EXERCISE DIRECTIONS –
Which of the lines below contain the string "metadata"? Pull each one out of the data.
◆ ◆ ◆ ◆ ◆ ◆ ◆
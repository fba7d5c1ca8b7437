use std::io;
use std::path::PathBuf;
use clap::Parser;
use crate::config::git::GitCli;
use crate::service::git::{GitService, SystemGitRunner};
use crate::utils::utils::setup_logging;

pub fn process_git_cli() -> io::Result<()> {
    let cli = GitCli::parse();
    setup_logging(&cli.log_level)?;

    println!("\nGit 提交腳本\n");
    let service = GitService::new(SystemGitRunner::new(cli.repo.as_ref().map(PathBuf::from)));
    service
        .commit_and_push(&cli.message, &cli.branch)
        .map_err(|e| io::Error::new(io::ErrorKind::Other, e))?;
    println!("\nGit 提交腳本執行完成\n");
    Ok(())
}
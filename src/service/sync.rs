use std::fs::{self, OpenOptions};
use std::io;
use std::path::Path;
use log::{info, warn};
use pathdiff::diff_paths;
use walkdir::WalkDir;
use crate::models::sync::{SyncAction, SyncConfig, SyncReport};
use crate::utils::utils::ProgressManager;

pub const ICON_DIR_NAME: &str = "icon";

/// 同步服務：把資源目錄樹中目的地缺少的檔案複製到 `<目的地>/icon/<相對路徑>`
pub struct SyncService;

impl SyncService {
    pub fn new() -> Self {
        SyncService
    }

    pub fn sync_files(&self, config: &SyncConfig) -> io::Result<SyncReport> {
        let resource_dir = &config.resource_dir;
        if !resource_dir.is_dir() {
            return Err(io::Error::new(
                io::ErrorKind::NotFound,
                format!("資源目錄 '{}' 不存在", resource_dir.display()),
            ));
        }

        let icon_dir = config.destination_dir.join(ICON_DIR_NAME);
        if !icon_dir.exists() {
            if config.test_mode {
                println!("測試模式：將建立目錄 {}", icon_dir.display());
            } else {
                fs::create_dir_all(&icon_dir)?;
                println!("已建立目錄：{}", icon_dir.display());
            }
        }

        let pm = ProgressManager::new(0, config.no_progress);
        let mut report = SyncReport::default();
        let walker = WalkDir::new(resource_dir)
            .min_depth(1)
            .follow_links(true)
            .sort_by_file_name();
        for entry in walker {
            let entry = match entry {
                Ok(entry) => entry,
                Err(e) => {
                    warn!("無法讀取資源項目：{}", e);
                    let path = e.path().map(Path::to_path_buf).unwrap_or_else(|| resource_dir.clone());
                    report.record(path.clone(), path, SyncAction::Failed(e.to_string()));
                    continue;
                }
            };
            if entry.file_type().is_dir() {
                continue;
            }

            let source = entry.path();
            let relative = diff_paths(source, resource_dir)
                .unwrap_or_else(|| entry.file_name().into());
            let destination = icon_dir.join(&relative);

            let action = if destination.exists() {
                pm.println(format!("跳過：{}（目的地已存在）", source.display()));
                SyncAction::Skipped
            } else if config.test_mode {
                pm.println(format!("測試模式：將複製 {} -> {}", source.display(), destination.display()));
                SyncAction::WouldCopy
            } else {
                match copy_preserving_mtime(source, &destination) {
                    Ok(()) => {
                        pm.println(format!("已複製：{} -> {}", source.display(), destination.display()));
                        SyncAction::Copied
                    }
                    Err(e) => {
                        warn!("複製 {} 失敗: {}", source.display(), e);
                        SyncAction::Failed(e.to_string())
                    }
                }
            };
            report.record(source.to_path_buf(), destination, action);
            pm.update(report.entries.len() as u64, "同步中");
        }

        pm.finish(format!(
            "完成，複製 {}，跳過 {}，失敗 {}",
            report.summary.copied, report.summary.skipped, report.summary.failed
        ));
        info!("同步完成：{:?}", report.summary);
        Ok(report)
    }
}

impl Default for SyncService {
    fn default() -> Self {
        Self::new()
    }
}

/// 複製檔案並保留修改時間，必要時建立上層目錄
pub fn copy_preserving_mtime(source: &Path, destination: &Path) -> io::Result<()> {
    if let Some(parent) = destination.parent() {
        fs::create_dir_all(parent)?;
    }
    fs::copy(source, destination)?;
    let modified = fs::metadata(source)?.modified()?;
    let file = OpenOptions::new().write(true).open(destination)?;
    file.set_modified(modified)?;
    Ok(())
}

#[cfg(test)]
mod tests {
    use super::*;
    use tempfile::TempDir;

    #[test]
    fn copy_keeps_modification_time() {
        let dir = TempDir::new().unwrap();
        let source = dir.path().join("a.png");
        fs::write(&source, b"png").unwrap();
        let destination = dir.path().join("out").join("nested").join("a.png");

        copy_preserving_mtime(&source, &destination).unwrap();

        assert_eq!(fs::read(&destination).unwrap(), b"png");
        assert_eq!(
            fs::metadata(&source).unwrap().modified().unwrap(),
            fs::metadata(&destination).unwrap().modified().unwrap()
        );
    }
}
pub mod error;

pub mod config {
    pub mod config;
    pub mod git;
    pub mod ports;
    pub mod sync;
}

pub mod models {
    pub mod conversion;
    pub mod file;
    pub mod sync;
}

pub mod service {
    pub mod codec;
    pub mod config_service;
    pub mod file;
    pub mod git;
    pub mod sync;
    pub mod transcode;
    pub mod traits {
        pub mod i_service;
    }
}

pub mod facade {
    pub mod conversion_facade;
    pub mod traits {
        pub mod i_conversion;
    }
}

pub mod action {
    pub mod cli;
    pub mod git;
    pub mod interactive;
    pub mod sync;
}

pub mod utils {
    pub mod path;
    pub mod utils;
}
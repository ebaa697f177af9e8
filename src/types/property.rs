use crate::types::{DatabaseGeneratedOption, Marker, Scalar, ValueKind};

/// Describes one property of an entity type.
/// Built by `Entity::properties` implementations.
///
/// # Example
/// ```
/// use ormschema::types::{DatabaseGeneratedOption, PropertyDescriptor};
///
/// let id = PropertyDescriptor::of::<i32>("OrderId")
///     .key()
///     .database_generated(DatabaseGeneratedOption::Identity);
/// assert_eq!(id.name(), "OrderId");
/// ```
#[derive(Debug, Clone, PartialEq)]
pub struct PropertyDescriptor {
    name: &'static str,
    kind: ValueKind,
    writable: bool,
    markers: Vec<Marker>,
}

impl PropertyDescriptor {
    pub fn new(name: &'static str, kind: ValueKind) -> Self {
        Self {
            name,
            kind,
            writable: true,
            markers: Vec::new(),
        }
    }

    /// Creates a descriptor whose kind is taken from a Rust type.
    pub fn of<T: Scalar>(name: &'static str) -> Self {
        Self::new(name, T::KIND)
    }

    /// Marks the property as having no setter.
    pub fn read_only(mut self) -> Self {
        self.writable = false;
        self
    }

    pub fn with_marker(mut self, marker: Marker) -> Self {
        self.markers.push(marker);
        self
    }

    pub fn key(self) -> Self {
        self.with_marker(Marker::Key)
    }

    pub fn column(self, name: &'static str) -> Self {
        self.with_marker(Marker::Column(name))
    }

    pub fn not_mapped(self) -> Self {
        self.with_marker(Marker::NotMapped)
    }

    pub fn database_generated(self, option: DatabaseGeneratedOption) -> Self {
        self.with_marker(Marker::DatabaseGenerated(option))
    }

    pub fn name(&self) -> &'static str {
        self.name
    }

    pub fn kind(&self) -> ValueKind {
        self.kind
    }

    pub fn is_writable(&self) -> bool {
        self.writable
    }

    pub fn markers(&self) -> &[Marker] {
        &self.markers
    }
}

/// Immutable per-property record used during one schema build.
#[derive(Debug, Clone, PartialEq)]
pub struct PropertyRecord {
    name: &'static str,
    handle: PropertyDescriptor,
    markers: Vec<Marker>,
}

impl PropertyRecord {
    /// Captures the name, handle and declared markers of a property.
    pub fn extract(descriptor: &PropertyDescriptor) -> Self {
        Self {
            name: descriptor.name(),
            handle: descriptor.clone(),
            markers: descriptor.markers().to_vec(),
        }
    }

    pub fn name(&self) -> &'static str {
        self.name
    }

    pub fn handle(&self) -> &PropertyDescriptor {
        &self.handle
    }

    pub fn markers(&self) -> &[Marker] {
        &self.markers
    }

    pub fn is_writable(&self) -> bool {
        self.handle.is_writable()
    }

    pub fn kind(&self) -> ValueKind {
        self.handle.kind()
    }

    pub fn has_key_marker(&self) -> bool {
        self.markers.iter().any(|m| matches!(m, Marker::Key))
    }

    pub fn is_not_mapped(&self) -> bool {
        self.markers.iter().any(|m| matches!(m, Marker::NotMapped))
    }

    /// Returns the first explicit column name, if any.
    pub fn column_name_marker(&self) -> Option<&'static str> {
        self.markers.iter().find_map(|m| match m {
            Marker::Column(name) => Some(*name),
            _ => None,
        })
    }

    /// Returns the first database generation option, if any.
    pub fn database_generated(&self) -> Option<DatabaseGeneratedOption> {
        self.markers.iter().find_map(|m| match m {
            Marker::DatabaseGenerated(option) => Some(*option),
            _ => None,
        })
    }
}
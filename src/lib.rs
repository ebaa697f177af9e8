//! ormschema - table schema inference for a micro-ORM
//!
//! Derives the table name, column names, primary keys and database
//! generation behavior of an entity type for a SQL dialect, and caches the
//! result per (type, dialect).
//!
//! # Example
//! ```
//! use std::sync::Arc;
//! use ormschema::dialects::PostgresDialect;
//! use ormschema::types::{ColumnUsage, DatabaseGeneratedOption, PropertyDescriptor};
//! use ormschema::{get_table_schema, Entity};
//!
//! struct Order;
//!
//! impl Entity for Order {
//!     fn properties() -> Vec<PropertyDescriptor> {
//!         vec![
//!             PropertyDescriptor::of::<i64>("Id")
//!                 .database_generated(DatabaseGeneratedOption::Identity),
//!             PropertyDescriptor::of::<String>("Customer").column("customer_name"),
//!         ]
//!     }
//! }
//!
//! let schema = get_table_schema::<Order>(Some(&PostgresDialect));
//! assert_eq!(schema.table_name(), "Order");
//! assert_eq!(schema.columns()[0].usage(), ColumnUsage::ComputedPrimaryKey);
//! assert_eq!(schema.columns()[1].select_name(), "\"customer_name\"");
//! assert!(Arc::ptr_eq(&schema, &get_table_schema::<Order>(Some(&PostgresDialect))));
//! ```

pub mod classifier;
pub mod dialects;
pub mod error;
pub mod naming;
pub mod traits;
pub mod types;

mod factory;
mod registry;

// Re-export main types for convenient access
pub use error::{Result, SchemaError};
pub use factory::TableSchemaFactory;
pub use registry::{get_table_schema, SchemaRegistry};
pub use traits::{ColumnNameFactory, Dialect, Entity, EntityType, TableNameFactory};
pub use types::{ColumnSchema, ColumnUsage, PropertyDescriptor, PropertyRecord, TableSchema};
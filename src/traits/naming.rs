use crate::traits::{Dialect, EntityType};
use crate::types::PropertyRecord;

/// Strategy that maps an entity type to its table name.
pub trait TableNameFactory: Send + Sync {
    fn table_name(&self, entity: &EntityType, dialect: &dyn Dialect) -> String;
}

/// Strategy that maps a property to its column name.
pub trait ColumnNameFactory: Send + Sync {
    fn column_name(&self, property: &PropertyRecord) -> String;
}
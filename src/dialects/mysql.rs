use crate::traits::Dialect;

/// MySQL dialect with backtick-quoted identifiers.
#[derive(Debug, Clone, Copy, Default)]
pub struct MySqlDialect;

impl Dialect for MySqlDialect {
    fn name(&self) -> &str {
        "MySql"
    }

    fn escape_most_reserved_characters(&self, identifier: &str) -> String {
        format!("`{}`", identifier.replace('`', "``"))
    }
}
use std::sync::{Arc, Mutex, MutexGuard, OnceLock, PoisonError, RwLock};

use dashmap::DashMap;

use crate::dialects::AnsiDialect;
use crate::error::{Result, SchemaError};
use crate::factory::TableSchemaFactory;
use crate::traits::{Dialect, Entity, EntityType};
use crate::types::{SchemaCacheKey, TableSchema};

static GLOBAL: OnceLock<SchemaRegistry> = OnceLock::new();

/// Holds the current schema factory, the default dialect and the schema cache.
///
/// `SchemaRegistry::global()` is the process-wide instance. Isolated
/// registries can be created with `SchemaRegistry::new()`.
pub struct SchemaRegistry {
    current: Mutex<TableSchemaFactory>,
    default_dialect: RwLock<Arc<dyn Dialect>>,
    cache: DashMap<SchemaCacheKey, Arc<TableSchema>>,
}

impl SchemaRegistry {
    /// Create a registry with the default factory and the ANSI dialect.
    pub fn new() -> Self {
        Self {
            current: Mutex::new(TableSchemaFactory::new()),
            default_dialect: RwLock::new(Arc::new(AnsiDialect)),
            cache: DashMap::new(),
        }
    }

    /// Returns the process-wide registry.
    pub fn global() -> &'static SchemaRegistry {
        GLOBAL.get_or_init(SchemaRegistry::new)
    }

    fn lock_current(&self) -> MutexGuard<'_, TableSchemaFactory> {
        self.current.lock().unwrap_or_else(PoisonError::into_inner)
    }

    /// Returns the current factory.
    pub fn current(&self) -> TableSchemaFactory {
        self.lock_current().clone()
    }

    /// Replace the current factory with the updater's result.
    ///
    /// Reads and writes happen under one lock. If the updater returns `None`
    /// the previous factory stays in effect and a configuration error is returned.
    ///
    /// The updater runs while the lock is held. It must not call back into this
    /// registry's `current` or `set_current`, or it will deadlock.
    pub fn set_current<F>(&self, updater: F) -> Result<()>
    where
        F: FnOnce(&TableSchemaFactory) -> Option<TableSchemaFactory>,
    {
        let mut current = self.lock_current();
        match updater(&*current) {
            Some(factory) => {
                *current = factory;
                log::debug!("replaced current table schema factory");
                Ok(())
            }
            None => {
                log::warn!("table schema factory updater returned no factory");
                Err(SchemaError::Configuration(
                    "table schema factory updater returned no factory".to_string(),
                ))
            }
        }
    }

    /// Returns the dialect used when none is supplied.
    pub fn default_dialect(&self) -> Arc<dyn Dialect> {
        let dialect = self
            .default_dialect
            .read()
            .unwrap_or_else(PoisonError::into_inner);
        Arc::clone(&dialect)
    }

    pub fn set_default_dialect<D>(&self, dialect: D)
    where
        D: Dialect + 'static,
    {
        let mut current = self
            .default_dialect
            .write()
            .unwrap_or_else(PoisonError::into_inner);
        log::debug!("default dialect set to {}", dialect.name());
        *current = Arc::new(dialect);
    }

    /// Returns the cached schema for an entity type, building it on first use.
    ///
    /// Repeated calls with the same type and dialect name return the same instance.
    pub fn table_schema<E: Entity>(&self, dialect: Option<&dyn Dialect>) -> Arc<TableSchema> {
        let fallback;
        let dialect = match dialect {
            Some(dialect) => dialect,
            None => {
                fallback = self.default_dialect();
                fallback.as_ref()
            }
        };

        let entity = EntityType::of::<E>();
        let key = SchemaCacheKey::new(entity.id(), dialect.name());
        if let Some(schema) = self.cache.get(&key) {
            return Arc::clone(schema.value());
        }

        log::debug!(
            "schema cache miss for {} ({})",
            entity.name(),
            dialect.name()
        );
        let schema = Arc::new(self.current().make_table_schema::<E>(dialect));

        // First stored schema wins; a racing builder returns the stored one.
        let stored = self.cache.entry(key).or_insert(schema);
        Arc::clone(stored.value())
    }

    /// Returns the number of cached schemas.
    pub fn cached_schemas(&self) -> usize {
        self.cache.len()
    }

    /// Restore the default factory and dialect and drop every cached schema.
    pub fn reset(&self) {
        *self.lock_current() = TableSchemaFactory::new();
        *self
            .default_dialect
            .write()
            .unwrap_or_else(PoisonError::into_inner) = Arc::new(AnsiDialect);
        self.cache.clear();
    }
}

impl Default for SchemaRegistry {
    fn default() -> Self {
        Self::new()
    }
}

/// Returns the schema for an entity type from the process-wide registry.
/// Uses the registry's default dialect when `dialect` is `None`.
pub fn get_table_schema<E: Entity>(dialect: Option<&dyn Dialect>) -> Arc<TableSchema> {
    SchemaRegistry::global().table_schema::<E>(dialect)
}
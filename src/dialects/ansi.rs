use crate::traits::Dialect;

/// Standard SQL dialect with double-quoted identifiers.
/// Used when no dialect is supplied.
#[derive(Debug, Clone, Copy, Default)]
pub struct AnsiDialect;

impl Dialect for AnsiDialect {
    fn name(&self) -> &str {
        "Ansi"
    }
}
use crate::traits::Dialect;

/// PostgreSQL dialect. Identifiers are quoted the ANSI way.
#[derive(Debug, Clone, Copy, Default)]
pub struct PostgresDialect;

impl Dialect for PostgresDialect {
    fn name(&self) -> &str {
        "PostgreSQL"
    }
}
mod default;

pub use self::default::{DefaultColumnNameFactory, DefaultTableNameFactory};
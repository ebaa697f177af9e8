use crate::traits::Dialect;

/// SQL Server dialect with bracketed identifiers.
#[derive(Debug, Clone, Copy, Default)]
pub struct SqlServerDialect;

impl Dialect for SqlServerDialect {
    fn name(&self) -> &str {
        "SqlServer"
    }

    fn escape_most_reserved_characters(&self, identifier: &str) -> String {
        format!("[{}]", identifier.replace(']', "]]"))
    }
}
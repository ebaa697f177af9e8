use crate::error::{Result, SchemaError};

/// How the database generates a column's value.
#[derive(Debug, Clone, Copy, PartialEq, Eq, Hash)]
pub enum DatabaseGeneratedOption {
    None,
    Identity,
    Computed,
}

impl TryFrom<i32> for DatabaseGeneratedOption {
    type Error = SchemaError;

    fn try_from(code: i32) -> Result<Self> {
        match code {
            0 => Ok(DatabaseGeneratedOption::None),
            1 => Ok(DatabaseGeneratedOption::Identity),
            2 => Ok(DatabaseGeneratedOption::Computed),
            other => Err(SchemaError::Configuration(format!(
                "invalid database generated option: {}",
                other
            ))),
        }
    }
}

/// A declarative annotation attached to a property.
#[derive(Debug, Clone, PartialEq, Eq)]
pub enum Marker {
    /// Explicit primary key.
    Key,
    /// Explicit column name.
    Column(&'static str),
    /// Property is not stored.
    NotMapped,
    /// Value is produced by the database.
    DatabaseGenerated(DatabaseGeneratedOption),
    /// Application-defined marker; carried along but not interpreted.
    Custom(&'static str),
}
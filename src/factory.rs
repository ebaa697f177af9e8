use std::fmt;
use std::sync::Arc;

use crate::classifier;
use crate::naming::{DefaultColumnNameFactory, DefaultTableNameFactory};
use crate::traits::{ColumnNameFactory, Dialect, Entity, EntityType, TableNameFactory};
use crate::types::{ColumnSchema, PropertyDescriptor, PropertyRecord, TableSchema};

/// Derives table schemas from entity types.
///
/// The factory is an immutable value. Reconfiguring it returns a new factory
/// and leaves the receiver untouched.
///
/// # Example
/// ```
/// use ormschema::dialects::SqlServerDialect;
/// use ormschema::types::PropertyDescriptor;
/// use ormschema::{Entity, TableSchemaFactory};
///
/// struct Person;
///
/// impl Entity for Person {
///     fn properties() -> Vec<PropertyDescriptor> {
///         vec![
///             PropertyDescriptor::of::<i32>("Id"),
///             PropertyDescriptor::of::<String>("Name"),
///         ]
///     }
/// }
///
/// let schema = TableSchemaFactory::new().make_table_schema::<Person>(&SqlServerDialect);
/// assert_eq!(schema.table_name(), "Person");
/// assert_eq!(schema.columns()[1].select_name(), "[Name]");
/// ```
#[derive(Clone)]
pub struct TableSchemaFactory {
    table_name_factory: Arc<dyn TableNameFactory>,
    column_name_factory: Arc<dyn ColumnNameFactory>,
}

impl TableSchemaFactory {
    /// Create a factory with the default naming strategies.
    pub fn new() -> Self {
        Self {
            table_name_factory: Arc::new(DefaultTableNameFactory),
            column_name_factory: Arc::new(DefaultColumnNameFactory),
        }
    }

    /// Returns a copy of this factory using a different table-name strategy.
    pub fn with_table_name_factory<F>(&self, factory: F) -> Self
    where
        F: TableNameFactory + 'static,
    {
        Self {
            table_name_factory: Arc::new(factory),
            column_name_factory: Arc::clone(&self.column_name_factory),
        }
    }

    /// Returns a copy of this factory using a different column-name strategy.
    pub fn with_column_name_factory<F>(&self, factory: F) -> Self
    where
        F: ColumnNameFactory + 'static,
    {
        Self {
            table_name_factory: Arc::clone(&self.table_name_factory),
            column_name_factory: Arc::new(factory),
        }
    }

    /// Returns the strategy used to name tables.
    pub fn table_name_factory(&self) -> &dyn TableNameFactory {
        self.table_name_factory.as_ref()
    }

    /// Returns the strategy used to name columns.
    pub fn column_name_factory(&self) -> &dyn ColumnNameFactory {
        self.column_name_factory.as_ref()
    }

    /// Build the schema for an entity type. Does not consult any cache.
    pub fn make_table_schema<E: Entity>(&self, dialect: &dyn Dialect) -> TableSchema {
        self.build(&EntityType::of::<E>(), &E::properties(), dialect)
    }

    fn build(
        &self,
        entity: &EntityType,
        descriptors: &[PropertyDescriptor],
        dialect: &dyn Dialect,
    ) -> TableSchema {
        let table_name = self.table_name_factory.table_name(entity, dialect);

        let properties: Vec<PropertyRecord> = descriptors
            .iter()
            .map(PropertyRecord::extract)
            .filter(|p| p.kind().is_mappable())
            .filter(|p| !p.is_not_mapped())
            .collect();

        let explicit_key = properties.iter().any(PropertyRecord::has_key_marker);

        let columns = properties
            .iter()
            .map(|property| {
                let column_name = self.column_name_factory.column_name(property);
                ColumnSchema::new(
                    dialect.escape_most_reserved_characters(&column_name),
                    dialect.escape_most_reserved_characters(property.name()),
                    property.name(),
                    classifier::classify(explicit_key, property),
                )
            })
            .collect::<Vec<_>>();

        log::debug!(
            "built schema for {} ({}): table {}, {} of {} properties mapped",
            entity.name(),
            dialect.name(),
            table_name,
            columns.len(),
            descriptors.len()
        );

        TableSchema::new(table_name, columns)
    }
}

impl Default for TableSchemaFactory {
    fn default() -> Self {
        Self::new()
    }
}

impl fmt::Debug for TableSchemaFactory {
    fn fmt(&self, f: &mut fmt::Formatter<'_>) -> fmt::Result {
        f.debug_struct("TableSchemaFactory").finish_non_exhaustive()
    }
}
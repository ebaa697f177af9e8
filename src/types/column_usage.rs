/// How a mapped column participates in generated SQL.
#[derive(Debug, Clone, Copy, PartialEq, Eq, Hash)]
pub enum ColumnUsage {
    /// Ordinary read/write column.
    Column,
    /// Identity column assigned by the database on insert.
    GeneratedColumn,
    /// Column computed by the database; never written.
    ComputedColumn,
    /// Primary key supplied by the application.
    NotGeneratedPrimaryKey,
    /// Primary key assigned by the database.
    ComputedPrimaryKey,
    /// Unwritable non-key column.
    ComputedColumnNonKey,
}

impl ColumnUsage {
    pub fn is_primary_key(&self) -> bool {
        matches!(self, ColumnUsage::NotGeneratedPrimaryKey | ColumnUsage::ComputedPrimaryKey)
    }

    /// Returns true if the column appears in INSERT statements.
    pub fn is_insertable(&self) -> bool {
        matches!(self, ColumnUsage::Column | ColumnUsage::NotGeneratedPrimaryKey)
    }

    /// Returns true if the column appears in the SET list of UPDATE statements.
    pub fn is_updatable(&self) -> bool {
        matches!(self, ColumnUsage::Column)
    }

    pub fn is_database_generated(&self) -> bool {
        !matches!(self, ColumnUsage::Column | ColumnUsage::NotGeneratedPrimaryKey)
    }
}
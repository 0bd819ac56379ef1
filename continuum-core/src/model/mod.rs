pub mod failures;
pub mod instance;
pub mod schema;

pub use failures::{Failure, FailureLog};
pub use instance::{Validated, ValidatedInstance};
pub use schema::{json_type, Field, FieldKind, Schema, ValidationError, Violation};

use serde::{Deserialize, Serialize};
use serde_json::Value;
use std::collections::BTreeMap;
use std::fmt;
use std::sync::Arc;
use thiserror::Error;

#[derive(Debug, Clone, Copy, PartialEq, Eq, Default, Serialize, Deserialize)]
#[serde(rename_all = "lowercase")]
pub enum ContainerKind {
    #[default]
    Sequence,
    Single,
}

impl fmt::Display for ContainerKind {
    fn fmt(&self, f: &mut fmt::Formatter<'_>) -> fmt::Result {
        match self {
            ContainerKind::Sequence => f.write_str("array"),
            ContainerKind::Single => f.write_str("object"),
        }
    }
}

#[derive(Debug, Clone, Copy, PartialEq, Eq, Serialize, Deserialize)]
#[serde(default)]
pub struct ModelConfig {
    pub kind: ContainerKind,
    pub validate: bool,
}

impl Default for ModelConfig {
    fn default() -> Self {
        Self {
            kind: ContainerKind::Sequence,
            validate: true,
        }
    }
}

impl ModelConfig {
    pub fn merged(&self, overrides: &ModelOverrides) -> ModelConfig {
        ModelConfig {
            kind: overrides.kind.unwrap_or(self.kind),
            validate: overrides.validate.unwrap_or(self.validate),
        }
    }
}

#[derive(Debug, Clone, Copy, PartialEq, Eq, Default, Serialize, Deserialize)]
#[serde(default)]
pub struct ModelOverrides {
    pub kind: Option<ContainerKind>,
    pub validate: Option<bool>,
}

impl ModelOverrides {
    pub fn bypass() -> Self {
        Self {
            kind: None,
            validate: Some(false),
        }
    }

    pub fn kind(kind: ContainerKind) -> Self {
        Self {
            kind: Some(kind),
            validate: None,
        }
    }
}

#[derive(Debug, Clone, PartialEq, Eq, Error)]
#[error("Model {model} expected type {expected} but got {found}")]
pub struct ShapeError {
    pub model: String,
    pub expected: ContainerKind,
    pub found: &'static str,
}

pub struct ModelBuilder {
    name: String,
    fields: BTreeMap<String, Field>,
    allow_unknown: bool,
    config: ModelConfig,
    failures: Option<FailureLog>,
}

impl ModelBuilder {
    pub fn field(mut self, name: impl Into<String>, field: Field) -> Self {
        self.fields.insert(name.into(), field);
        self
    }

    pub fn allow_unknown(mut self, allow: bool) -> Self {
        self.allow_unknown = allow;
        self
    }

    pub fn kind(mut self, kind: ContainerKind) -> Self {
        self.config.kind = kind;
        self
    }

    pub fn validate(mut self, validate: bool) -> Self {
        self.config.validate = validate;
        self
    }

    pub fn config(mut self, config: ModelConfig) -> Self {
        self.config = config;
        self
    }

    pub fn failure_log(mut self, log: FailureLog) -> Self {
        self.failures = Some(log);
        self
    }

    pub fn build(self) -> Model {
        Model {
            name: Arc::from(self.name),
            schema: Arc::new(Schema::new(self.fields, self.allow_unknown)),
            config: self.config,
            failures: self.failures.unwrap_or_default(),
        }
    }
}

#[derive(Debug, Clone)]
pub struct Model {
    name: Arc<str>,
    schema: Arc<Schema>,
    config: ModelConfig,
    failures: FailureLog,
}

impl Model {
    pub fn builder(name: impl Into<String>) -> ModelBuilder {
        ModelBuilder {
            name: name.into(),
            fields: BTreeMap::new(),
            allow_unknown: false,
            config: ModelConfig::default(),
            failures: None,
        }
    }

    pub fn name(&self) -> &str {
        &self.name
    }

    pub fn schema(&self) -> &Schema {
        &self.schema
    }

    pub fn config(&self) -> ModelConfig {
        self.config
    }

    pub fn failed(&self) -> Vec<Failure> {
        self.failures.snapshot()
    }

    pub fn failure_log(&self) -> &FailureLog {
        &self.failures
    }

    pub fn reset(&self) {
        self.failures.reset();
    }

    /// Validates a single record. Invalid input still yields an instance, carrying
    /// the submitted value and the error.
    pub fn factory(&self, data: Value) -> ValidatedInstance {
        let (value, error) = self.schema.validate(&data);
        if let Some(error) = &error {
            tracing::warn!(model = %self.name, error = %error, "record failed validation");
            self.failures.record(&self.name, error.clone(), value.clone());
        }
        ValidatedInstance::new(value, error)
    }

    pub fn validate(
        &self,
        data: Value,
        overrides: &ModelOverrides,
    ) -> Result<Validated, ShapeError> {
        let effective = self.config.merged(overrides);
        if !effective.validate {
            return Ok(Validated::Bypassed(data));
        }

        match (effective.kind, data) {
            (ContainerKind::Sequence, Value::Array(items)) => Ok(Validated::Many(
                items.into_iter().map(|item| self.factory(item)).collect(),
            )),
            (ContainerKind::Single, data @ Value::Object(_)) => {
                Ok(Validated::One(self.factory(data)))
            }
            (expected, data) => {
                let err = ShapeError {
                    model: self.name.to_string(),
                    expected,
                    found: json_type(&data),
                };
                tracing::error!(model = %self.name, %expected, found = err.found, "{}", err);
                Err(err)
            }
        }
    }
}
◆ ◆ ◆ ◆ ◆ ◆ ◆
ANSWER TO THIS PROBLEM –
    let modified = fs::metadata(source)?.modified()?;
            fs::metadata(&source).unwrap().modified().unwrap(),
            fs::metadata(&destination).unwrap().modified().unwrap()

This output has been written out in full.